Exact matches are faster to compute (61ms)
SELECT g.rating, ST_X(g.geomout) As lon, ST_Y(g.geomout) As lat,
(addy).address As stno, (addy).streetname As street,
(addy).streettypeabbrev As styp, (addy).location As city, (addy).stateabbrev As st,(addy).zip
FROM geocode('75 State Street, Boston MA 02109', 1) As g;
rating | lon | lat | stno | street | styp | city | st | zip
--------+-------------------+----------------+------+--------+------+--------+----+-------
0 | -71.0557505845646 | 42.35897920691 | 75 | State | St | Boston | MA | 02109
Even if zip is not passed in the geocoder can guess (took about 122-150 ms)
SELECT g.rating, ST_AsText(ST_SnapToGrid(g.geomout,0.00001)) As wktlonlat,
(addy).address As stno, (addy).streetname As street,
(addy).streettypeabbrev As styp, (addy).location As city, (addy).stateabbrev As st,(addy).zip
FROM geocode('226 Hanover Street, Boston, MA',1) As g;
rating | wktlonlat | stno | street | styp | city | st | zip
--------+---------------------------+------+---------+------+--------+----+-------
1 | POINT(-71.05528 42.36316) | 226 | Hanover | St | Boston | MA | 02113
Can handle misspellings and provides more than one possible solution with ratings and takes longer (500ms).

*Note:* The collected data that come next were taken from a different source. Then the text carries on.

//! crates/portfolio_copilot_core/src/domain.rs
//!
//! Defines the pure, core data structures for the application.
//! These structs are independent of any database or HTTP transport; the only
//! format they commit to is the JSON blob stored per user by a session store.

use chrono::{DateTime, Utc};
use serde::{Deserialize, Serialize};
use std::collections::BTreeMap;
use std::fmt;

/// The two content kinds a user can add to the portfolio.
#[derive(Debug, Clone, Copy, PartialEq, Eq, Hash, Serialize, Deserialize)]
#[serde(rename_all = "lowercase")]
pub enum WorkflowKind {
    Project,
    Work,
}

impl WorkflowKind {
    pub fn as_str(&self) -> &'static str {
        match self {
            WorkflowKind::Project => "project",
            WorkflowKind::Work => "work",
        }
    }
}

impl fmt::Display for WorkflowKind {
    fn fmt(&self, f: &mut fmt::Formatter<'_>) -> fmt::Result {
        f.write_str(self.as_str())
    }
}

/// Identifies one question in a workflow. `GenerateContent` is the terminal
/// sentinel and never carries a prompt.
#[derive(Debug, Clone, Copy, PartialEq, Eq, Hash, PartialOrd, Ord, Serialize, Deserialize)]
#[serde(rename_all = "snake_case")]
pub enum StepId {
    AskName,
    AskProjectName,
    AskProjectDescription,
    AskCompanyName,
    AskTitleName,
    AskTeamName,
    AskYears,
    AskTechnologies,
    GenerateContent,
}

impl StepId {
    pub fn as_str(&self) -> &'static str {
        match self {
            StepId::AskName => "ask_name",
            StepId::AskProjectName => "ask_project_name",
            StepId::AskProjectDescription => "ask_project_description",
            StepId::AskCompanyName => "ask_company_name",
            StepId::AskTitleName => "ask_title_name",
            StepId::AskTeamName => "ask_team_name",
            StepId::AskYears => "ask_years",
            StepId::AskTechnologies => "ask_technologies",
            StepId::GenerateContent => "generate_content",
        }
    }
}

impl fmt::Display for StepId {
    fn fmt(&self, f: &mut fmt::Formatter<'_>) -> fmt::Result {
        f.write_str(self.as_str())
    }
}

/// Per-user conversational state, persisted as one JSON object per user.
#[derive(Debug, Clone, PartialEq, Serialize, Deserialize)]
pub struct Session {
    pub user_id: String,
    #[serde(default, skip_serializing_if = "Option::is_none")]
    pub workflow: Option<WorkflowKind>,
    #[serde(default, skip_serializing_if = "Option::is_none")]
    pub step: Option<StepId>,
    /// The display name given at the `ask_name` step.
    #[serde(default, skip_serializing_if = "Option::is_none")]
    pub name: Option<String>,
    #[serde(default)]
    pub answers: BTreeMap<StepId, String>,
    /// Only populated by the tool-calling loop.
    #[serde(default, skip_serializing_if = "Vec::is_empty")]
    pub history: Vec<ChatMessage>,
    pub updated_at: DateTime<Utc>,
}

impl Session {
    pub fn new(user_id: impl Into<String>) -> Self {
        Self {
            user_id: user_id.into(),
            workflow: None,
            step: None,
            name: None,
            answers: BTreeMap::new(),
            history: Vec::new(),
            updated_at: Utc::now(),
        }
    }

    /// True when no guided dialogue is in progress.
    pub fn is_idle(&self) -> bool {
        self.workflow.is_none()
    }

    pub fn answer(&self, step: StepId) -> Option<&str> {
        self.answers.get(&step).map(String::as_str)
    }

    pub fn touch(&mut self) {
        self.updated_at = Utc::now();
    }
}

/// Author of a transcript message.
#[derive(Debug, Clone, Copy, PartialEq, Eq, Serialize, Deserialize)]
#[serde(rename_all = "lowercase")]
pub enum ChatRole {
    System,
    User,
    Assistant,
    Function,
}

/// A function invocation requested by the chat model, kept in the transcript
/// so the follow-up call sees which tool produced the function-role result.
#[derive(Debug, Clone, PartialEq, Eq, Serialize, Deserialize)]
pub struct FunctionCallRecord {
    pub name: String,
    pub arguments: String,
}

/// A single role-tagged message of the tool-calling transcript.
#[derive(Debug, Clone, PartialEq, Serialize, Deserialize)]
pub struct ChatMessage {
    pub role: ChatRole,
    #[serde(default)]
    pub content: String,
    /// Function name, set on function-role messages.
    #[serde(default, skip_serializing_if = "Option::is_none")]
    pub name: Option<String>,
    #[serde(default, skip_serializing_if = "Option::is_none")]
    pub function_call: Option<FunctionCallRecord>,
}

impl ChatMessage {
    pub fn system(content: impl Into<String>) -> Self {
        Self::plain(ChatRole::System, content)
    }

    pub fn user(content: impl Into<String>) -> Self {
        Self::plain(ChatRole::User, content)
    }

    pub fn assistant(content: impl Into<String>) -> Self {
        Self::plain(ChatRole::Assistant, content)
    }

    pub fn assistant_call(name: impl Into<String>, arguments: impl Into<String>) -> Self {
        Self {
            role: ChatRole::Assistant,
            content: String::new(),
            name: None,
            function_call: Some(FunctionCallRecord {
                name: name.into(),
                arguments: arguments.into(),
            }),
        }
    }

    pub fn function(name: impl Into<String>, content: impl Into<String>) -> Self {
        Self {
            role: ChatRole::Function,
            content: content.into(),
            name: Some(name.into()),
            function_call: None,
        }
    }

    fn plain(role: ChatRole, content: impl Into<String>) -> Self {
        Self {
            role,
            content: content.into(),
            name: None,
            function_call: None,
        }
    }
}

/// A project entry for the "projects" section.
#[derive(Debug, Clone, PartialEq, Eq, Serialize, Deserialize)]
pub struct ProjectEntry {
    pub title: String,
    pub description: String,
    pub technologies: String,
    #[serde(default, skip_serializing_if = "Option::is_none")]
    pub link: Option<String>,
}

/// A work-experience entry for the "experience" section.
#[derive(Debug, Clone, PartialEq, Eq, Serialize, Deserialize)]
pub struct WorkEntry {
    pub title: String,
    pub company: String,
    #[serde(default, skip_serializing_if = "Option::is_none")]
    pub team_name: Option<String>,
    pub year_range: String,
    #[serde(default, skip_serializing_if = "Option::is_none")]
    pub technologies: Option<String>,
    #[serde(default, skip_serializing_if = "Option::is_none")]
    pub company_url: Option<String>,
    #[serde(default, skip_serializing_if = "Option::is_none")]
    pub description: Option<String>,
}

/// A write-once record handed to the publisher exactly once.
#[derive(Debug, Clone, PartialEq, Eq, Serialize, Deserialize)]
#[serde(tag = "type", rename_all = "lowercase")]
pub enum UpdateRequest {
    Project(ProjectEntry),
    Work(WorkEntry),
}

impl UpdateRequest {
    pub fn section(&self) -> PortfolioSection {
        match self {
            UpdateRequest::Project(_) => PortfolioSection::Projects,
            UpdateRequest::Work(_) => PortfolioSection::Experience,
        }
    }

    /// Names of required fields that are blank, for input validation at the
    /// HTTP boundary. Work entries built by the agent tools may leave team and
    /// technologies out; direct updates may not.
    pub fn blank_required_fields(&self) -> Vec<&'static str> {
        let fields: Vec<(&'static str, &str)> = match self {
            UpdateRequest::Project(p) => vec![
                ("title", p.title.as_str()),
                ("description", p.description.as_str()),
                ("technologies", p.technologies.as_str()),
            ],
            UpdateRequest::Work(w) => vec![
                ("title", w.title.as_str()),
                ("company", w.company.as_str()),
                ("team_name", w.team_name.as_deref().unwrap_or_default()),
                ("year_range", w.year_range.as_str()),
                ("technologies", w.technologies.as_deref().unwrap_or_default()),
            ],
        };
        fields
            .into_iter()
            .filter(|(_, value)| value.trim().is_empty())
            .map(|(field, _)| field)
            .collect()
    }
}

/// The part of the portfolio page an entry is appended to.
#[derive(Debug, Clone, Copy, PartialEq, Eq, Serialize, Deserialize)]
#[serde(rename_all = "lowercase")]
pub enum PortfolioSection {
    Projects,
    Experience,
}

impl PortfolioSection {
    /// The `id` attribute of the section element in the page.
    pub fn anchor_id(&self) -> &'static str {
        match self {
            PortfolioSection::Projects => "projects",
            PortfolioSection::Experience => "experience",
        }
    }
}

impl fmt::Display for PortfolioSection {
    fn fmt(&self, f: &mut fmt::Formatter<'_>) -> fmt::Result {
        f.write_str(self.anchor_id())
    }
}

/// What the publisher reports after a successful commit.
#[derive(Debug, Clone, PartialEq, Eq, Serialize, Deserialize)]
pub struct CommitReceipt {
    pub section: PortfolioSection,
    pub commit_sha: String,
    #[serde(default, skip_serializing_if = "Option::is_none")]
    pub commit_url: Option<String>,
}

#[cfg(test)]
mod tests {
    use super::*;

    #[test]
    fn project_request_serializes_without_absent_link() {
        let request = UpdateRequest::Project(ProjectEntry {
            title: "X".into(),
            description: "Y".into(),
            technologies: "React, Node".into(),
            link: None,
        });
        let json = serde_json::to_value(&request).unwrap();
        assert_eq!(
            json,
            serde_json::json!({
                "type": "project",
                "title": "X",
                "description": "Y",
                "technologies": "React, Node"
            })
        );
    }

    #[test]
    fn session_answers_use_step_names_as_keys() {
        let mut session = Session::new("u1");
        session.workflow = Some(WorkflowKind::Work);
        session.step = Some(StepId::AskYears);
        session
            .answers
            .insert(StepId::AskCompanyName, "Acme".to_string());
        let json = serde_json::to_value(&session).unwrap();
        assert_eq!(json["answers"]["ask_company_name"], "Acme");
        assert_eq!(json["step"], "ask_years");
        assert_eq!(json["workflow"], "work");
        assert!(json.get("history").is_none());
    }

    #[test]
    fn blank_required_fields_reports_only_blank_ones() {
        let request = UpdateRequest::Work(WorkEntry {
            title: "Engineer".into(),
            company: "  ".into(),
            team_name: None,
            year_range: String::new(),
            technologies: None,
            company_url: None,
            description: None,
        });
        assert_eq!(
            request.blank_required_fields(),
            vec!["company", "team_name", "year_range", "technologies"]
        );
    }

    #[test]
    fn update_request_rejects_unknown_type() {
        let result = serde_json::from_str::<UpdateRequest>(r#"{"type": "blog", "title": "t"}"#);
        assert!(result.is_err());
    }
}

SELECT g.rating, ST_AsText(ST_SnapToGrid(g.geomout,0.00001)) As wktlonlat,
(addy).address As stno, (addy).streetname As street,
(addy).streettypeabbrev As styp, (addy).location As city, (addy).stateabbrev As st,(addy).zip
FROM geocode('31 - 37 Stewart Street, Boston, MA 02116',1) As g;
rating | wktlonlat | stno | street | styp | city | st | zip
--------+---------------------------+------+--------+------+--------+----+-------
70 | POINT(-71.06466 42.35114) | 31 | Stuart | St | Boston | MA | 02116
Using to do a batch geocode of addresses. Easiest is to set
max_results=1
. Only process those not yet geocoded (have no rating).
CREATE TABLE addresses_to_geocode(addid serial PRIMARY KEY, address text,
lon numeric, lat numeric, new_address text, rating integer);
INSERT INTO addresses_to_geocode(address)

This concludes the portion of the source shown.